Role of Dynamin-Related Protein 1 (Drp1)-Mediated Mitochondrial Fission in Oxygen Sensing and Constriction of the Ductus Arteriosus

Zhigang Hong, Shelby Kutty, Peter T. Toth, Glenn Marsboom, James M. Hammel, Carolyn Chamberlain, John J. Ryan, Hannah J. Zhang, Willard W. Sharp, Erik Morrow, Kalyani Trivedi, E. Kenneth Weir, Stephen L. Archer

Research output: Contribution to journalArticle

61 Scopus citations

Abstract

RATIONALE:: Closure of the ductus arteriosus (DA) is essential for the transition from fetal to neonatal patterns of circulation. Initial PO2-dependent vasoconstriction causes functional DA closure within minutes. Within days a fibrogenic, proliferative mechanism causes anatomic closure.
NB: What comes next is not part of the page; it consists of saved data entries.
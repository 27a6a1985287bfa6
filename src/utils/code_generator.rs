//! Random short code generation.
//!
//! Candidates are uniform over the 62-symbol alphanumeric alphabet. Uniqueness
//! is not this module's concern; the registry probes the store for collisions.

use rand::{Rng, distr::Alphanumeric};

/// Length of every generated code.
pub const CODE_LENGTH: usize = 8;

/// Generates a random 8-character alphanumeric code.
///
/// # Examples
///
/// ```
/// use link_registry::utils::code_generator::{CODE_LENGTH, generate_code};
///
/// let code = generate_code();
/// assert_eq!(code.len(), CODE_LENGTH);
/// assert!(code.chars().all(|c| c.is_ascii_alphanumeric()));
/// ```
pub fn generate_code() -> String {
    rand::rng()
        .sample_iter(&Alphanumeric)
        .take(CODE_LENGTH)
        .map(char::from)
        .collect()
}
#[cfg(test)]
mod tests {
    use super::*;
    use crate::domain::repositories::MockLinkRepository;
    use async_trait::async_trait;
    use chrono::DateTime;
    use mockall::Sequence;

    fn create_test_link(code: &str, url: &str) -> Link {
        Link::new(code.to_string(), url.to_string(), 0, None, Utc::now())
    }

    fn mock_repo() -> MockLinkRepository {
        let mut mock = MockLinkRepository::new();
        mock.expect_initialize().times(1).returning(|| Ok(()));
        mock
    }

    #[tokio::test]
    async fn test_create_link_generates_code() {
        let mut mock = mock_repo();

        mock.expect_find_by_code().times(1).returning(|_| Ok(None));
        mock.expect_insert()
            .withf(|new_link| is_valid_code(&new_link.code))
            .times(1)
            .returning(|new_link| Ok(Link::from(new_link)));

        let service = LinkService::new(Arc::new(mock));

        let link = service
            .create_link("https://example.com".to_string(), None)
            .await
            .unwrap();

        assert!(is_valid_code(&link.code));
        assert_eq!(link.target_url, "https://example.com");
        assert_eq!(link.clicks, 0);
        assert!(link.last_clicked_at.is_none());
    }

    #[tokio::test]
    async fn test_create_link_invalid_url_skips_store() {
        let mut mock = MockLinkRepository::new();
        mock.expect_initialize().times(0);
        mock.expect_find_by_code().times(0);
        mock.expect_insert().times(0);

        let service = LinkService::new(Arc::new(mock));

        for url in ["", "not-a-url", "ftp://x"] {
            let result = service.create_link(url.to_string(), None).await;
            assert!(
                matches!(result, Err(AppError::InvalidUrl { .. })),
                "expected InvalidUrl for {url:?}"
            );
        }
    }

    #[tokio::test]
    async fn test_create_link_invalid_code_skips_store() {
        let mut mock = MockLinkRepository::new();
        mock.expect_initialize().times(0);
        mock.expect_insert().times(0);

        let service = LinkService::new(Arc::new(mock));

        for code in ["ab", "toolongcode123", "has space"] {
            let result = service
                .create_link("https://example.com".to_string(), Some(code.to_string()))
                .await;
            assert!(
                matches!(result, Err(AppError::InvalidCode { .. })),
                "expected InvalidCode for {code:?}"
            );
        }
    }

    #[tokio::test]
    async fn test_create_link_with_custom_code() {
        let mut mock = mock_repo();

        mock.expect_find_by_code()
            .withf(|code| code == "abc123")
            .times(1)
            .returning(|_| Ok(None));
        mock.expect_insert()
            .withf(|new_link| new_link.code == "abc123")
            .times(1)
            .returning(|new_link| Ok(Link::from(new_link)));

        let service = LinkService::new(Arc::new(mock));

        let link = service
            .create_link(
                "https://example.com".to_string(),
                Some("abc123".to_string()),
            )
            .await
            .unwrap();

        assert_eq!(link.code, "abc123");
    }

    #[tokio::test]
    async fn test_create_link_custom_code_conflict_on_probe() {
        let mut mock = mock_repo();

        let existing = create_test_link("taken1", "https://other.com");
        mock.expect_find_by_code()
            .times(1)
            .returning(move |_| Ok(Some(existing.clone())));
        mock.expect_insert().times(0);

        let service = LinkService::new(Arc::new(mock));

        let result = service
            .create_link(
                "https://example.com".to_string(),
                Some("taken1".to_string()),
            )
            .await;

        assert!(matches!(result, Err(AppError::CodeConflict { .. })));
    }

    #[tokio::test]
    async fn test_create_link_custom_code_conflict_on_insert_race() {
        let mut mock = mock_repo();

        mock.expect_find_by_code().times(1).returning(|_| Ok(None));
        mock.expect_insert()
            .times(1)
            .returning(|_| Err(AppError::conflict("Code already exists", json!({}))));

        let service = LinkService::new(Arc::new(mock));

        let result = service
            .create_link(
                "https://example.com".to_string(),
                Some("racer1".to_string()),
            )
            .await;

        match result {
            Err(AppError::CodeConflict { details, .. }) => assert_eq!(details["code"], "racer1"),
            other => panic!("expected CodeConflict, got {other:?}"),
        }
    }

    #[tokio::test]
    async fn test_create_link_retries_probe_collisions() {
        let mut mock = mock_repo();

        let taken = create_test_link("Taken123", "https://other.com");
        let mut probes = 0;
        mock.expect_find_by_code().times(4).returning(move |_| {
            probes += 1;
            if probes <= 3 {
                Ok(Some(taken.clone()))
            } else {
                Ok(None)
            }
        });
        mock.expect_insert()
            .times(1)
            .returning(|new_link| Ok(Link::from(new_link)));

        let service = LinkService::new(Arc::new(mock));

        let result = service
            .create_link("https://example.com".to_string(), None)
            .await;

        assert!(result.is_ok());
    }

    #[tokio::test]
    async fn test_create_link_retries_insert_race_for_generated_code() {
        let mut mock = mock_repo();
        let mut seq = Sequence::new();

        mock.expect_find_by_code().times(2).returning(|_| Ok(None));
        mock.expect_insert()
            .times(1)
            .in_sequence(&mut seq)
            .returning(|_| Err(AppError::conflict("Code already exists", json!({}))));
        mock.expect_insert()
            .times(1)
            .in_sequence(&mut seq)
            .returning(|new_link| Ok(Link::from(new_link)));

        let service = LinkService::new(Arc::new(mock));

        let result = service
            .create_link("https://example.com".to_string(), None)
            .await;

        assert!(result.is_ok());
    }

    #[tokio::test]
    async fn test_create_link_allocation_exhausted() {
        let mut mock = mock_repo();

        let taken = create_test_link("Taken123", "https://other.com");
        mock.expect_find_by_code()
            .times(MAX_ALLOCATION_ATTEMPTS)
            .returning(move |_| Ok(Some(taken.clone())));
        mock.expect_insert().times(0);

        let service = LinkService::new(Arc::new(mock));

        let result = service
            .create_link("https://example.com".to_string(), None)
            .await;

        assert!(matches!(result, Err(AppError::AllocationExhausted { .. })));
    }

    #[tokio::test]
    async fn test_probe_and_insert_collisions_share_one_budget() {
        let mut mock = mock_repo();

        let taken = create_test_link("Taken123", "https://other.com");
        let mut probes = 0;
        mock.expect_find_by_code()
            .times(MAX_ALLOCATION_ATTEMPTS)
            .returning(move |_| {
                probes += 1;
                if probes <= 5 {
                    Ok(Some(taken.clone()))
                } else {
                    Ok(None)
                }
            });
        mock.expect_insert()
            .times(MAX_ALLOCATION_ATTEMPTS - 5)
            .returning(|_| Err(AppError::conflict("Code already exists", json!({}))));

        let service = LinkService::new(Arc::new(mock));

        let result = service
            .create_link("https://example.com".to_string(), None)
            .await;

        assert!(matches!(result, Err(AppError::AllocationExhausted { .. })));
    }

    #[tokio::test]
    async fn test_create_link_store_error_is_not_retried() {
        let mut mock = mock_repo();

        mock.expect_find_by_code()
            .times(1)
            .returning(|_| Err(AppError::store_unavailable("down", json!({}))));
        mock.expect_insert().times(0);

        let service = LinkService::new(Arc::new(mock));

        let result = service
            .create_link("https://example.com".to_string(), None)
            .await;

        assert!(matches!(result, Err(AppError::StoreUnavailable { .. })));
    }

    #[tokio::test]
    async fn test_resolve_records_click() {
        let mut mock = mock_repo();

        mock.expect_record_click()
            .withf(|code, _| code == "abc123")
            .times(1)
            .returning(|code, clicked_at| {
                Ok(Some(Link::new(
                    code.to_string(),
                    "https://example.com".to_string(),
                    1,
                    Some(clicked_at),
                    Utc::now(),
                )))
            });

        let service = LinkService::new(Arc::new(mock));
        let started = Utc::now();

        let (url, link) = service.resolve("abc123").await.unwrap();

        assert_eq!(url, "https://example.com");
        assert_eq!(link.clicks, 1);
        assert!(link.last_clicked_at.unwrap() >= started);
    }

    #[tokio::test]
    async fn test_resolve_unknown_code() {
        let mut mock = mock_repo();

        mock.expect_record_click().times(1).returning(|_, _| Ok(None));

        let service = LinkService::new(Arc::new(mock));

        let result = service.resolve("nope123").await;

        assert!(matches!(result, Err(AppError::NotFound { .. })));
    }

    #[tokio::test]
    async fn test_resolve_fails_before_click_when_store_not_ready() {
        let mut mock = MockLinkRepository::new();

        mock.expect_initialize()
            .times(1)
            .returning(|| Err(AppError::store_unavailable("down", json!({}))));
        mock.expect_record_click().times(0);

        let service = LinkService::new(Arc::new(mock));

        let result = service.resolve("abc123").await;

        assert!(matches!(result, Err(AppError::StoreUnavailable { .. })));
    }

    #[tokio::test]
    async fn test_get_link_has_no_side_effects() {
        let mut mock = mock_repo();

        let link = create_test_link("abc123", "https://example.com");
        mock.expect_find_by_code()
            .times(1)
            .returning(move |_| Ok(Some(link.clone())));
        mock.expect_record_click().times(0);

        let service = LinkService::new(Arc::new(mock));

        let link = service.get_link("abc123").await.unwrap();

        assert_eq!(link.clicks, 0);
    }

    #[tokio::test]
    async fn test_delete_link_missing_is_not_found() {
        let mut mock = mock_repo();
        let mut seq = Sequence::new();

        mock.expect_delete()
            .times(1)
            .in_sequence(&mut seq)
            .returning(|_| Ok(true));
        mock.expect_delete()
            .times(1)
            .in_sequence(&mut seq)
            .returning(|_| Ok(false));

        let service = LinkService::new(Arc::new(mock));

        assert!(service.delete_link("abc123").await.is_ok());
        assert!(matches!(
            service.delete_link("abc123").await,
            Err(AppError::NotFound { .. })
        ));
    }

    #[tokio::test]
    async fn test_initialize_runs_once() {
        let mut mock = mock_repo();
        mock.expect_list_all().times(2).returning(|| Ok(vec![]));

        let service = LinkService::new(Arc::new(mock));

        service.initialize().await.unwrap();
        service.list_links().await.unwrap();
        service.list_links().await.unwrap();
    }

    #[tokio::test(flavor = "multi_thread", worker_threads = 4)]
    async fn test_concurrent_initialize_converges() {
        let service = Arc::new(LinkService::new(Arc::new(mock_repo())));

        let handles: Vec<_> = (0..16)
            .map(|_| {
                let service = service.clone();
                tokio::spawn(async move { service.initialize().await })
            })
            .collect();

        for handle in handles {
            assert!(handle.await.unwrap().is_ok());
        }
    }

    #[tokio::test]
    async fn test_failed_initialize_is_retried() {
        let mut mock = MockLinkRepository::new();
        let mut seq = Sequence::new();

        mock.expect_initialize()
            .times(1)
            .in_sequence(&mut seq)
            .returning(|| Err(AppError::store_unavailable("down", json!({}))));
        mock.expect_initialize()
            .times(1)
            .in_sequence(&mut seq)
            .returning(|| Ok(()));

        let service = LinkService::new(Arc::new(mock));

        assert!(matches!(
            service.initialize().await,
            Err(AppError::StoreUnavailable { .. })
        ));
        assert!(service.initialize().await.is_ok());
        assert!(service.initialize().await.is_ok());
    }

    /// Repository whose lookups never answer in time.
    struct StalledRepository;

    #[async_trait]
    impl LinkRepository for StalledRepository {
        async fn initialize(&self) -> Result<(), AppError> {
            Ok(())
        }

        async fn insert(&self, new_link: NewLink) -> Result<Link, AppError> {
            Ok(Link::from(new_link))
        }

        async fn find_by_code(&self, _code: &str) -> Result<Option<Link>, AppError> {
            tokio::time::sleep(Duration::from_secs(5)).await;
            Ok(None)
        }

        async fn record_click(
            &self,
            _code: &str,
            _clicked_at: DateTime<Utc>,
        ) -> Result<Option<Link>, AppError> {
            tokio::time::sleep(Duration::from_secs(5)).await;
            Ok(None)
        }

        async fn delete(&self, _code: &str) -> Result<bool, AppError> {
            Ok(false)
        }

        async fn list_all(&self) -> Result<Vec<Link>, AppError> {
            Ok(vec![])
        }

        async fn ping(&self) -> Result<(), AppError> {
            Ok(())
        }
    }

    #[tokio::test]
    async fn test_store_deadline_surfaces_unavailable() {
        let service = LinkService::new(Arc::new(StalledRepository))
            .with_store_timeout(Duration::from_millis(20));

        assert!(matches!(
            service.get_link("abc123").await,
            Err(AppError::StoreUnavailable { .. })
        ));
        assert!(matches!(
            service.resolve("abc123").await,
            Err(AppError::StoreUnavailable { .. })
        ));
    }
}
Though modulated by endothelial-derived vasodilators and constrictors, O2 sensing is intrinsic to ductal smooth muscle cells and oxygen-induced DA constriction persists in the absence of endothelium, endothelin, and cyclooxygenase mediators. O2 increases mitochondrial-derived H2O2, which constricts ductal smooth muscle cells by raising intracellular calcium and activating rho kinase. However, the mechanism by which oxygen changes mitochondrial function is unknown. OBJECTIVE:: The purpose of this study was to determine whether mitochondrial fission is crucial for O2-induced DA constriction and closure. METHODS AND RESULTS:: Using DA harvested from 30 term infants during correction of congenital heart disease, as well as DA from term rabbits, we demonstrate that mitochondrial fission is crucial for O2-induced constriction and closure. O2 rapidly (<5 minutes) causes mitochondrial fission by a cyclin-dependent kinase- mediated phosphorylation of dynamin-related protein 1 (Drp1) at serine 616. Fission triggers a metabolic shift in the ductal smooth muscle cells that activates pyruvate dehydrogenase and increases mitochondrial H2O2 production. Subsequently, fission increases complex I activity. Mitochondrial-Targeted catalase overexpression eliminates PO2-induced increases in mitochondrial- derived H2O2 and cytosolic calcium. The small molecule Drp1 inhibitor, Mdivi-1, and siDRP1 yield concordant results, inhibiting O2-induced constriction (without altering the response to phenylephrine or KCl) and preventing O2-induced increases in oxidative metabolism, cytosolic calcium, and ductal smooth muscle cells proliferation. Prolonged Drp1 inhibition reduces DA closure in a tissue culture model. CONCLUSIONS:: Mitochondrial fission is an obligatory, early step in mammalian O2 sensing and offers a promising target for modulating DA patency.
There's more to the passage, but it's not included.